**WHAT NEEDS TO BE DONE**
Write back every record verbatim.

DATA SECTION below:

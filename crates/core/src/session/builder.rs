use fantoccini::ClientBuilder;
use tracing::{debug, warn};

use super::config::SessionConfig;
use crate::driver::Driver;
use crate::error::{Error, Result};
use crate::webdriver::WebDriver;

/// Connects to the WebDriver endpoint and launches a configured browser.
pub(crate) async fn connect(config: &SessionConfig) -> Result<WebDriver> {
	debug!(
		target = "cafe",
		browser = %config.browser_kind,
		url = %config.webdriver_url,
		headless = config.headless,
		keep_window_open = config.keep_window_open,
		"connecting to WebDriver..."
	);

	let mut builder = ClientBuilder::rustls().map_err(|e| Error::Launch(e.to_string()))?;
	builder.capabilities(config.capabilities());
	let client = builder
		.connect(&config.webdriver_url)
		.await
		.map_err(|e| Error::Launch(format!("{} ({})", e, config.webdriver_url)))?;

	if config.keep_window_open {
		client.persist().await?;
	}

	let driver = WebDriver::new(client);
	if config.maximize {
		if let Err(err) = driver.maximize().await {
			warn!(target = "cafe", error = %err, "could not maximize window");
		}
	}

	Ok(driver)
}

End of DATA SECTION.

**ANSWER SPACE**
filename crates/core/src/session/builder.rs
use fantoccini::ClientBuilder;
use tracing::{debug, warn};

use super::config::SessionConfig;
use crate::driver::Driver;
use crate::error::{Error, Result};
use crate::webdriver::WebDriver;

/// Connects to the WebDriver endpoint and launches a configured browser.
pub(crate) async fn connect(config: &SessionConfig) -> Result<WebDriver> {
	debug!(
		target = "cafe",
		browser = %config.browser_kind,
		url = %config.webdriver_url,
		headless = config.headless,
		keep_window_open = config.keep_window_open,
		"connecting to WebDriver..."
	);

	let mut builder = ClientBuilder::rustls().map_err(|e| Error::Launch(e.to_string()))?;
	builder.capabilities(config.capabilities());
	let client = builder
		.connect(&config.webdriver_url)
		.await
		.map_err(|e| Error::Launch(format!("{} ({})", e, config.webdriver_url)))?;

	if config.keep_window_open {
		client.persist().await?;
	}

	let driver = WebDriver::new(client);
	if config.maximize {
		if let Err(err) = driver.maximize().await {
			warn!(target = "cafe", error = %err, "could not maximize window");
		}
	}

	Ok(driver)
}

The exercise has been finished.